Human Endothelin-Converting Enzyme-1β mRNA Expression Is Regulated by an Alternative Promoter

Abstract

The central step in endothelin biosynthesis is sitespecific cleavage of big endothelins by endothelin-converting enzymes (ECEs). ECE-1 is a membrane-bound metalloprotease, predominantly but not exclusively expressed in endothelial cells. ECE-1 is expressed in two mRNA isoforms, termed α and β, which differ only in the 5′-terminal regions but are functionally very similar when expressed in vitro. The structure of the human ECE-1 gene suggests either alternative splicing or alternative promoters as underlying mechanisms of mRNA isoform expression.
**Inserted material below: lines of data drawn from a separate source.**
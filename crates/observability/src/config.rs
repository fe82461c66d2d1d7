use std::env;

/// Environment variable selecting the log output format.
pub const LOG_FORMAT_VAR: &str = "INVOICEFSM_LOG_FORMAT";

const DEFAULT_FILTER: &str = "info";

#[derive(Debug, Clone, Copy, PartialEq, Eq, Default)]
pub enum LogFormat {
    /// One JSON object per line.
    #[default]
    Json,
    /// Human-readable, multi-line output.
    Pretty,
}

impl LogFormat {
    /// Parse a format name; `None` for unknown values.
    pub fn parse(value: &str) -> Option<Self> {
        match value.trim().to_ascii_lowercase().as_str() {
            "json" => Some(Self::Json),
            "pretty" | "text" => Some(Self::Pretty),
            _ => None,
        }
    }
}

/// Stream log events are written to.
///
/// Defaults to stderr so a program's own stdout output stays machine-readable.
#[derive(Debug, Clone, Copy, PartialEq, Eq, Default)]
pub enum LogTarget {
    Stdout,
    #[default]
    Stderr,
}

#[derive(Debug, Clone, PartialEq, Eq)]
pub struct LogConfig {
    pub format: LogFormat,
    pub target: LogTarget,
    /// Fallback filter directive when `RUST_LOG` is unset or invalid.
    pub default_filter: String,
    /// Raw value of the format variable when it could not be parsed.
    pub unrecognized_format: Option<String>,
}

impl Default for LogConfig {
    fn default() -> Self {
        Self {
            format: LogFormat::default(),
            target: LogTarget::default(),
            default_filter: DEFAULT_FILTER.to_string(),
            unrecognized_format: None,
        }
    }
}

impl LogConfig {
    pub fn from_env() -> Self {
        Self::from_format_value(env::var(LOG_FORMAT_VAR).ok().as_deref())
    }

    fn from_format_value(value: Option<&str>) -> Self {
        let mut config = Self::default();
        if let Some(raw) = value {
            match LogFormat::parse(raw) {
                Some(format) => config.format = format,
                None => config.unrecognized_format = Some(raw.to_string()),
            }
        }
        config
    }
}
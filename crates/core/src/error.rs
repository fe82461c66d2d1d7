//! Domain error model.

use thiserror::Error;

/// Result type used across the domain layer.
pub type DomainResult<T> = Result<T, DomainError>;

/// Domain-level error.
///
/// Illegal lifecycle actions are *not* reported through this type by default;
/// they are ordinary outcomes. Callers that want them as failures convert them
/// explicitly into [`DomainError::InvariantViolation`].
#[derive(Debug, Error, Clone, PartialEq, Eq)]
pub enum DomainError {
    /// A value failed validation (e.g. malformed input).
    #[error("validation failed: {0}")]
    Validation(String),

    /// A domain invariant was violated.
    #[error("invariant violated: {0}")]
    InvariantViolation(String),
}

impl DomainError {
    pub fn validation(msg: impl Into<String>) -> Self {
        Self::Validation(msg.into())
    }

    pub fn invariant(msg: impl Into<String>) -> Self {
        Self::InvariantViolation(msg.into())
    }
}
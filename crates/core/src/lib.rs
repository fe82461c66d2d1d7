//! `invoicefsm-core` — domain foundation building blocks.
//!
//! This crate contains **pure domain** primitives (no infrastructure concerns).

pub mod aggregate;
pub mod error;
pub mod value_object;

pub use aggregate::AggregateRoot;
pub use error::{DomainError, DomainResult};
pub use value_object::ValueObject;
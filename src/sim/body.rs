//! The single moving ball

use std::fmt;

use serde::{Deserialize, Serialize};

use super::collision;
use super::vector::{self, Vector2};

/// Where a body is in the bounce cycle
#[derive(Debug, Clone, PartialEq, Serialize, Deserialize, Default)]
pub enum MotionPhase {
    /// Gravity, integrate, collide
    #[default]
    Falling,
    /// Reflections queued by last frame's collisions, applied before anything else this frame
    Bouncing { normals: Vec<Vector2> },
}

/// Kinematic state of the ball
#[derive(Debug, Clone, PartialEq, Serialize, Deserialize)]
pub struct RigidBody {
    pub position: Vector2,
    pub velocity: Vector2,
    /// Accumulated force for the current frame (unit mass)
    pub acceleration: Vector2,
    pub radius: f64,
    #[serde(default)]
    pub phase: MotionPhase,
}

impl RigidBody {
    /// Body at rest at `position`
    pub fn new(position: Vector2, radius: f64) -> Self {
        Self {
            position,
            velocity: Vector2::ZERO,
            acceleration: Vector2::ZERO,
            radius,
            phase: MotionPhase::Falling,
        }
    }

    pub fn with_velocity(mut self, velocity: Vector2) -> Self {
        self.velocity = velocity;
        self
    }

    /// Accumulate a force into this frame's acceleration
    #[inline]
    pub fn apply_force(&mut self, force: Vector2) {
        self.acceleration = vector::add(self.acceleration, force);
    }

    /// Semi-implicit Euler step of one frame: velocity first, then position
    pub fn integrate(&mut self) {
        self.velocity = vector::add(self.velocity, self.acceleration);
        self.position = vector::add(self.position, self.velocity);
        self.acceleration = Vector2::ZERO;
    }

    /// Reflect velocity about `normal`
    #[inline]
    pub fn bounce(&mut self, normal: Vector2) {
        self.velocity = collision::reflect(self.velocity, normal);
    }

    /// Move the centre so the circle just touches a line on its free side
    #[inline]
    pub fn move_out_of(&mut self, normal: Vector2, outward: Vector2) {
        self.position =
            collision::reposition_out_of_penetration(self.position, self.radius, normal, outward);
    }

    /// Queue a reflection for the start of next frame
    pub fn queue_bounce(&mut self, normal: Vector2) {
        match &mut self.phase {
            MotionPhase::Bouncing { normals } => normals.push(normal),
            MotionPhase::Falling => {
                self.phase = MotionPhase::Bouncing {
                    normals: vec![normal],
                }
            }
        }
    }

    #[inline]
    pub fn is_bouncing(&self) -> bool {
        matches!(self.phase, MotionPhase::Bouncing { .. })
    }
}

impl fmt::Display for RigidBody {
    fn fmt(&self, f: &mut fmt::Formatter<'_>) -> fmt::Result {
        write!(
            f,
            "pos=({:.2}, {:.2}) vel=({:.2}, {:.2}) acc=({:.2}, {:.2}) r={:.1}",
            self.position.x,
            self.position.y,
            self.velocity.x,
            self.velocity.y,
            self.acceleration.x,
            self.acceleration.y,
            self.radius
        )
    }
}

#[cfg(test)]
mod tests {
    use super::*;

    #[test]
    fn test_integrate_semi_implicit() {
        let mut body = RigidBody::new(Vector2::new(100.0, 100.0), 30.0);
        body.apply_force(Vector2::new(0.0, 0.5));
        body.apply_force(Vector2::new(0.0, 0.5));
        body.integrate();

        // Velocity updated before position
        assert_eq!(body.velocity, Vector2::new(0.0, 1.0));
        assert_eq!(body.position, Vector2::new(100.0, 101.0));
        assert_eq!(body.acceleration, Vector2::ZERO);
    }

    #[test]
    fn test_bounce() {
        let mut body = RigidBody::new(Vector2::ZERO, 10.0).with_velocity(Vector2::new(2.0, 5.0));
        body.bounce(Vector2::new(0.0, -3.0));
        assert!((body.velocity - Vector2::new(2.0, -5.0)).length() < 1e-12);
    }

    #[test]
    fn test_queue_bounce_accumulates() {
        let mut body = RigidBody::new(Vector2::ZERO, 10.0);
        assert!(!body.is_bouncing());
        body.queue_bounce(Vector2::new(0.0, 1.0));
        body.queue_bounce(Vector2::new(-1.0, 0.0));
        assert_eq!(
            body.phase,
            MotionPhase::Bouncing {
                normals: vec![Vector2::new(0.0, 1.0), Vector2::new(-1.0, 0.0)]
            }
        );
    }

    #[test]
    fn test_display() {
        let body = RigidBody::new(Vector2::new(1.0, 2.0), 3.0);
        assert_eq!(
            body.to_string(),
            "pos=(1.00, 2.00) vel=(0.00, 0.00) acc=(0.00, 0.00) r=3.0"
        );
    }
}
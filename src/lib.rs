//! Ball Slope - a ball bouncing off a draggable slope or bounded region
//!
//! Core modules:
//! - `sim`: Collision core (vector math, edges, rigid body, frame step)
//! - `config`: Data-driven simulation configuration
//! - `error`: Error types for configuration and edge editing
//! - `wasm`: Browser bindings (wasm32 only)

pub mod config;
pub mod error;
pub mod sim;

#[cfg(target_arch = "wasm32")]
pub mod wasm;

pub use config::{BoundaryLayout, GravityRange, SimConfig};
pub use error::{ConfigError, SimError};

/// Simulation constants
pub mod consts {
    /// Target frame rate of the demo loop (one integration step per frame)
    pub const FRAME_RATE: u32 = 60;

    /// Default viewport dimensions
    pub const VIEWPORT_WIDTH: f64 = 2000.0;
    pub const VIEWPORT_HEIGHT: f64 = 1000.0;

    /// Side length of a drag handle square
    pub const BORDER_SIZE: f64 = 25.0;
    /// Fraction of `BORDER_SIZE` kept clear between a dragged endpoint and the viewport edge
    pub const HANDLE_MARGIN_FRACTION: f64 = 0.75;

    /// Gravity slider range and starting value (pixels/frame²)
    pub const GRAVITY_MIN: f64 = 0.1;
    pub const GRAVITY_MAX: f64 = 10.0;
    pub const GRAVITY_DEFAULT: f64 = 0.5;

    /// Ball radius as a fraction of viewport height
    pub const BALL_RADIUS_FRACTION: f64 = 0.03;

    /// Initial slope endpoint heights as fractions of viewport height
    pub const SLOPE_START_FRACTION: f64 = 0.5;
    pub const SLOPE_END_FRACTION: f64 = 0.7;

    /// Initial quadrilateral top/bottom heights as fractions of viewport height
    pub const QUAD_TOP_FRACTION: f64 = 0.2;
    pub const QUAD_BOTTOM_FRACTION: f64 = 0.8;
    /// Smallest vertical gap kept between the top and bottom edges of a quadrilateral
    pub const QUAD_MIN_OPENING: f64 = 100.0;

    /// Tolerance below which lengths are treated as zero and contacts as resting
    pub const GEOMETRY_EPSILON: f64 = 1e-6;
}
//! Fixed-step frame advance
//!
//! One call moves the ball by exactly one frame. Collision response is split
//! across two frames: the frame that detects a hit moves the ball back to the
//! surface and queues the reflection; the next frame applies the reflection
//! and moves the ball with no gravity added, so the bounce frame never pays
//! for gravity twice.

use super::body::{MotionPhase, RigidBody};
use super::collision::{self, Contact};
use super::edge::Edge;
use super::vector::{self, Vector2};
use crate::consts::GEOMETRY_EPSILON;

/// What happened during one frame
#[derive(Debug, Clone, Default, PartialEq)]
pub struct FrameReport {
    /// Edges hit this frame, in resolution order
    pub contacts: Vec<Contact>,
    /// Reflections queued by the previous frame were applied
    pub bounced: bool,
    /// Responses skipped because their normal had no direction
    pub ignored_responses: u32,
}

impl FrameReport {
    #[inline]
    pub fn hit(&self) -> bool {
        !self.contacts.is_empty()
    }
}

/// Create a body at rest, or `None` if it would start overlapping or behind an edge
pub fn spawn_body(position: Vector2, radius: f64, edges: &[Edge]) -> Option<RigidBody> {
    if !position.is_finite() || !(radius.is_finite() && radius > 0.0) {
        return None;
    }
    if collision::overlaps_any(position, radius, edges) {
        return None;
    }
    Some(RigidBody::new(position, radius))
}

/// Advance `body` by one frame against `edges` under `gravity`
pub fn step_frame(body: &RigidBody, edges: &[Edge], gravity: Vector2) -> RigidBody {
    advance_frame(body, edges, gravity).0
}

/// [`step_frame`] plus a report of the frame's contacts and bounces
pub fn advance_frame(
    body: &RigidBody,
    edges: &[Edge],
    gravity: Vector2,
) -> (RigidBody, FrameReport) {
    let mut body = body.clone();
    let mut report = FrameReport::default();
    let prev_position = body.position;

    match std::mem::take(&mut body.phase) {
        MotionPhase::Bouncing { normals } => {
            for normal in normals {
                if vector::magnitude(normal) < GEOMETRY_EPSILON {
                    log::warn!("Skipping bounce with zero normal");
                    report.ignored_responses += 1;
                    continue;
                }
                body.bounce(normal);
            }
            report.bounced = true;
            log::debug!("Bounce applied: {}", body);
        }
        MotionPhase::Falling => body.apply_force(gravity),
    }

    body.integrate();

    // Edges are resolved one at a time; a corner hit moves the ball off each line in turn
    for (index, edge) in edges.iter().enumerate() {
        let Some(contact) =
            collision::check_edge(index, edge, Some(prev_position), body.position, body.radius)
        else {
            continue;
        };

        if vector::magnitude(contact.outward) < GEOMETRY_EPSILON {
            log::warn!("Edge {} has no outward normal, ignoring contact", index);
            report.ignored_responses += 1;
            continue;
        }

        log::debug!(
            "Contact with edge {}: depth={:.3} tunnelled={}",
            index,
            contact.depth,
            contact.tunnelled
        );
        body.move_out_of(contact.normal, contact.outward);
        body.queue_bounce(contact.outward);
        report.contacts.push(contact);
    }

    (body, report)
}

#[cfg(test)]
mod tests {
    use super::*;
    use crate::sim::edge::{Quadrilateral, Side};

    fn floor(y: f64) -> Edge {
        Edge::new(Vector2::new(0.0, y), Vector2::new(2000.0, y), Side::Left)
    }

    const GRAVITY: Vector2 = Vector2::new(0.0, 0.5);

    #[test]
    fn test_spawn_rejects_overlap() {
        let edges = [floor(500.0)];
        assert!(spawn_body(Vector2::new(100.0, 100.0), 30.0, &edges).is_some());
        assert!(spawn_body(Vector2::new(100.0, 480.0), 30.0, &edges).is_none());
        assert!(spawn_body(Vector2::new(100.0, 700.0), 30.0, &edges).is_none());
        assert!(spawn_body(Vector2::new(f64::NAN, 10.0), 30.0, &edges).is_none());
    }

    #[test]
    fn test_falling_frame_applies_gravity() {
        let body = RigidBody::new(Vector2::new(100.0, 100.0), 30.0);
        let next = step_frame(&body, &[floor(500.0)], GRAVITY);
        assert_eq!(next.velocity, Vector2::new(0.0, 0.5));
        assert_eq!(next.position, Vector2::new(100.0, 100.5));
        // Input untouched
        assert_eq!(body.position, Vector2::new(100.0, 100.0));
    }

    #[test]
    fn test_bounce_off_floor_is_elastic() {
        let edges = [floor(500.0)];
        let mut body = spawn_body(Vector2::new(100.0, 100.0), 30.0, &edges).unwrap();

        let mut frames = 0;
        while body.position.y + 30.0 < 500.0 - 1e-9 {
            body = step_frame(&body, &edges, GRAVITY);
            frames += 1;
            assert!(frames < 1000, "ball never reached the floor");
        }

        // Contact frame: resting on the surface, reflection queued
        assert!(body.is_bouncing());
        assert!((body.position.y - 470.0).abs() < 1e-9);
        let downward = body.velocity.y;
        assert!(downward > 0.0);

        let (after, report) = advance_frame(&body, &edges, GRAVITY);
        assert!(report.bounced);
        assert!(after.velocity.y < 0.0);
        assert!((after.velocity.y + downward).abs() < 1e-9);
        assert!(!after.is_bouncing());
    }

    #[test]
    fn test_bounce_frame_skips_gravity() {
        let body = RigidBody {
            phase: MotionPhase::Bouncing {
                normals: vec![Vector2::new(0.0, -1.0)],
            },
            ..RigidBody::new(Vector2::new(100.0, 470.0), 30.0).with_velocity(Vector2::new(1.0, 8.0))
        };
        let next = step_frame(&body, &[floor(500.0)], GRAVITY);
        assert!((next.velocity - Vector2::new(1.0, -8.0)).length() < 1e-12);
        assert!((next.position - Vector2::new(101.0, 462.0)).length() < 1e-12);
    }

    #[test]
    fn test_zero_normal_bounce_ignored() {
        let body = RigidBody {
            phase: MotionPhase::Bouncing {
                normals: vec![Vector2::ZERO],
            },
            ..RigidBody::new(Vector2::new(100.0, 100.0), 30.0).with_velocity(Vector2::new(0.0, 2.0))
        };
        let (next, report) = advance_frame(&body, &[floor(500.0)], GRAVITY);
        assert_eq!(report.ignored_responses, 1);
        assert_eq!(next.velocity, Vector2::new(0.0, 2.0));
    }

    #[test]
    fn test_tunnelling_through_thin_edge_caught() {
        // Fast enough to jump from well above to well below in one frame
        let edges = [floor(500.0)];
        let body = RigidBody::new(Vector2::new(100.0, 400.0), 10.0)
            .with_velocity(Vector2::new(0.0, 250.0));
        let (next, report) = advance_frame(&body, &edges, GRAVITY);
        assert_eq!(report.contacts.len(), 1);
        assert!(report.contacts[0].tunnelled);
        assert!((next.position.y - 490.0).abs() < 1e-9);
        assert!(next.is_bouncing());
    }

    #[test]
    fn test_corner_hit_resolves_each_edge() {
        let quad = Quadrilateral::new(2000.0, 200.0, 200.0, 800.0, 800.0);
        let body = RigidBody::new(Vector2::new(1960.0, 760.0), 30.0)
            .with_velocity(Vector2::new(20.0, 20.0));
        let (next, report) = advance_frame(&body, quad.edges(), Vector2::ZERO);

        assert_eq!(report.contacts.len(), 2);
        assert!((next.position - Vector2::new(1970.0, 770.0)).length() < 1e-9);

        // Both components flip on the following frame
        let after = step_frame(&next, quad.edges(), Vector2::ZERO);
        assert!((after.velocity - Vector2::new(-20.0, -20.0)).length() < 1e-9);
    }

    #[test]
    fn test_ball_stays_inside_quad() {
        let quad = Quadrilateral::new(2000.0, 200.0, 250.0, 800.0, 750.0);
        let mut body = spawn_body(Vector2::new(1000.0, 400.0), 30.0, quad.edges())
            .unwrap()
            .with_velocity(Vector2::new(13.0, -4.0));
        for _ in 0..2000 {
            body = step_frame(&body, quad.edges(), GRAVITY);
            for edge in quad.edges() {
                assert!(collision::signed_distance(body.position, edge) > 0.0);
            }
        }
    }
}
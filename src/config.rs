//! Simulation configuration
//!
//! Everything the frame step reads but never owns: viewport, gravity range,
//! drag margins and the initial boundary. Loaded from JSON; missing fields
//! fall back to the demo defaults.

use std::path::Path;

use serde::{Deserialize, Serialize};

use crate::consts::*;
use crate::error::ConfigError;

/// Which boundary the simulation starts with
#[derive(Debug, Clone, Copy, PartialEq, Eq, Serialize, Deserialize, Default)]
#[serde(rename_all = "lowercase")]
pub enum BoundaryLayout {
    /// A single slope spanning the viewport; free space above it
    #[default]
    Slope,
    /// A closed four-sided region; free space inside it
    Quad,
}

impl BoundaryLayout {
    pub fn as_str(&self) -> &'static str {
        match self {
            BoundaryLayout::Slope => "slope",
            BoundaryLayout::Quad => "quad",
        }
    }
}

/// Bounds and starting value of the gravity control
#[derive(Debug, Clone, Copy, PartialEq, Serialize, Deserialize)]
#[serde(default)]
pub struct GravityRange {
    pub min: f64,
    pub max: f64,
    pub initial: f64,
}

impl Default for GravityRange {
    fn default() -> Self {
        Self {
            min: GRAVITY_MIN,
            max: GRAVITY_MAX,
            initial: GRAVITY_DEFAULT,
        }
    }
}

impl GravityRange {
    /// Clamp a gravity scalar into `[min, max]`
    ///
    /// An inverted range is read with its bounds swapped.
    #[inline]
    pub fn clamp(&self, value: f64) -> f64 {
        let lo = self.min.min(self.max);
        let hi = self.min.max(self.max);
        value.max(lo).min(hi)
    }
}

/// Simulation configuration
#[derive(Debug, Clone, PartialEq, Serialize, Deserialize)]
#[serde(default)]
pub struct SimConfig {
    // === Viewport ===
    pub width: f64,
    pub height: f64,

    // === Drag handles ===
    /// Handle square size; also the base of the endpoint margin
    pub border_size: f64,
    /// Margin kept between a dragged endpoint and the viewport, as a fraction of `border_size`
    pub handle_margin_fraction: f64,

    // === Dynamics ===
    pub gravity: GravityRange,
    /// Frames per second of the driving loop
    pub frame_rate: u32,
    /// Ball radius as a fraction of `height`
    pub ball_radius_fraction: f64,

    // === Boundary ===
    pub layout: BoundaryLayout,
    pub slope_start_fraction: f64,
    pub slope_end_fraction: f64,
    pub quad_top_fraction: f64,
    pub quad_bottom_fraction: f64,
    /// Smallest vertical gap between the top and bottom edge at either side
    pub quad_min_opening: f64,
}

impl Default for SimConfig {
    fn default() -> Self {
        Self {
            width: VIEWPORT_WIDTH,
            height: VIEWPORT_HEIGHT,

            border_size: BORDER_SIZE,
            handle_margin_fraction: HANDLE_MARGIN_FRACTION,

            gravity: GravityRange::default(),
            frame_rate: FRAME_RATE,
            ball_radius_fraction: BALL_RADIUS_FRACTION,

            layout: BoundaryLayout::Slope,
            slope_start_fraction: SLOPE_START_FRACTION,
            slope_end_fraction: SLOPE_END_FRACTION,
            quad_top_fraction: QUAD_TOP_FRACTION,
            quad_bottom_fraction: QUAD_BOTTOM_FRACTION,
            quad_min_opening: QUAD_MIN_OPENING,
        }
    }
}

impl SimConfig {
    /// Default configuration with a different starting boundary
    pub fn with_layout(layout: BoundaryLayout) -> Self {
        Self {
            layout,
            ..Self::default()
        }
    }

    /// Distance a dragged endpoint must keep from the top and bottom of the viewport
    #[inline]
    pub fn handle_margin(&self) -> f64 {
        self.handle_margin_fraction * self.border_size
    }

    /// Clamp an endpoint height into `[margin, height - margin]`
    ///
    /// When the margins overlap there is no band left and every height maps
    /// to the middle of the viewport.
    pub fn clamp_y(&self, y: f64) -> f64 {
        let margin = self.handle_margin();
        let (lo, hi) = (margin, self.height - margin);
        if lo > hi {
            return self.height / 2.0;
        }
        y.max(lo).min(hi)
    }

    /// Radius of a freshly spawned ball
    #[inline]
    pub fn ball_radius(&self) -> f64 {
        self.ball_radius_fraction * self.height
    }

    /// Gravity value the simulation starts with, clamped into range
    #[inline]
    pub fn initial_gravity(&self) -> f64 {
        self.gravity.clamp(self.gravity.initial)
    }

    /// Check every field for values the simulation cannot work with
    pub fn validate(&self) -> Result<(), ConfigError> {
        if !(self.width.is_finite() && self.width > 0.0) {
            return Err(ConfigError::invalid("width", "must be positive"));
        }
        if !(self.height.is_finite() && self.height > 0.0) {
            return Err(ConfigError::invalid("height", "must be positive"));
        }
        if !(self.border_size.is_finite() && self.border_size >= 0.0) {
            return Err(ConfigError::invalid("border_size", "must be non-negative"));
        }
        if !(self.handle_margin_fraction.is_finite() && self.handle_margin_fraction >= 0.0) {
            return Err(ConfigError::invalid(
                "handle_margin_fraction",
                "must be non-negative",
            ));
        }
        if 2.0 * self.handle_margin() >= self.height {
            return Err(ConfigError::invalid(
                "handle_margin_fraction",
                "leaves no room between the margins",
            ));
        }
        let g = &self.gravity;
        if !(g.min.is_finite() && g.max.is_finite() && g.initial.is_finite()) {
            return Err(ConfigError::invalid("gravity", "must be finite"));
        }
        if g.min > g.max {
            return Err(ConfigError::invalid("gravity", "min exceeds max"));
        }
        if self.frame_rate == 0 {
            return Err(ConfigError::invalid("frame_rate", "must be non-zero"));
        }
        if !(self.ball_radius_fraction.is_finite() && self.ball_radius_fraction > 0.0) {
            return Err(ConfigError::invalid("ball_radius_fraction", "must be positive"));
        }
        for (field, value) in [
            ("slope_start_fraction", self.slope_start_fraction),
            ("slope_end_fraction", self.slope_end_fraction),
            ("quad_top_fraction", self.quad_top_fraction),
            ("quad_bottom_fraction", self.quad_bottom_fraction),
        ] {
            if !(0.0..=1.0).contains(&value) {
                return Err(ConfigError::invalid(field, "must be within 0..=1"));
            }
        }
        if self.quad_top_fraction >= self.quad_bottom_fraction {
            return Err(ConfigError::invalid(
                "quad_top_fraction",
                "must be above quad_bottom_fraction",
            ));
        }
        if !(self.quad_min_opening.is_finite() && self.quad_min_opening >= 0.0) {
            return Err(ConfigError::invalid("quad_min_opening", "must be non-negative"));
        }
        Ok(())
    }

    /// Parse and validate a JSON document
    pub fn from_json_str(json: &str) -> Result<Self, ConfigError> {
        let config: Self = serde_json::from_str(json)?;
        config.validate()?;
        Ok(config)
    }

    /// Load and validate a JSON config file
    pub fn load(path: impl AsRef<Path>) -> Result<Self, ConfigError> {
        let path = path.as_ref();
        let json = std::fs::read_to_string(path)?;
        let config = Self::from_json_str(&json)?;
        log::info!(
            "Loaded config from {} ({} layout, {}x{})",
            path.display(),
            config.layout.as_str(),
            config.width,
            config.height
        );
        Ok(config)
    }

    /// Serialize to pretty JSON
    pub fn to_json(&self) -> Result<String, ConfigError> {
        Ok(serde_json::to_string_pretty(self)?)
    }
}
We have previously shown that the α-upstream region exerts promoter activity in endothelial cells. To clarify whether the 5′-untranslated region upstream of exon 3, which contains the β-specific sequence, acts as an alternative transcriptional promoter, we sequenced and cloned 1,206 bp upstream of the β-specific translation initiation codon in a luciferase reporter vector. After transfection, we detected strong promoter activity in primary cultured endothelial cells (HUVECs, BAECs) but only marginal activity in the endothelial cell line ECV304 and in CHO cells. Maximal promoter activity was observed with the full-length construct, 1206 (136% of the SV40 promoter activity in BAECs). Transfection of serial deletion mutants indicated at least three major regulatory regions within the promoter. Our results are consistent with cell typerestricted action of the β-promoter and, in conjunction with the previously reported transcriptional start sites, clearly prove the existence of an alternative β-specific promoter located in intron 2 of the human ECE-1 gene.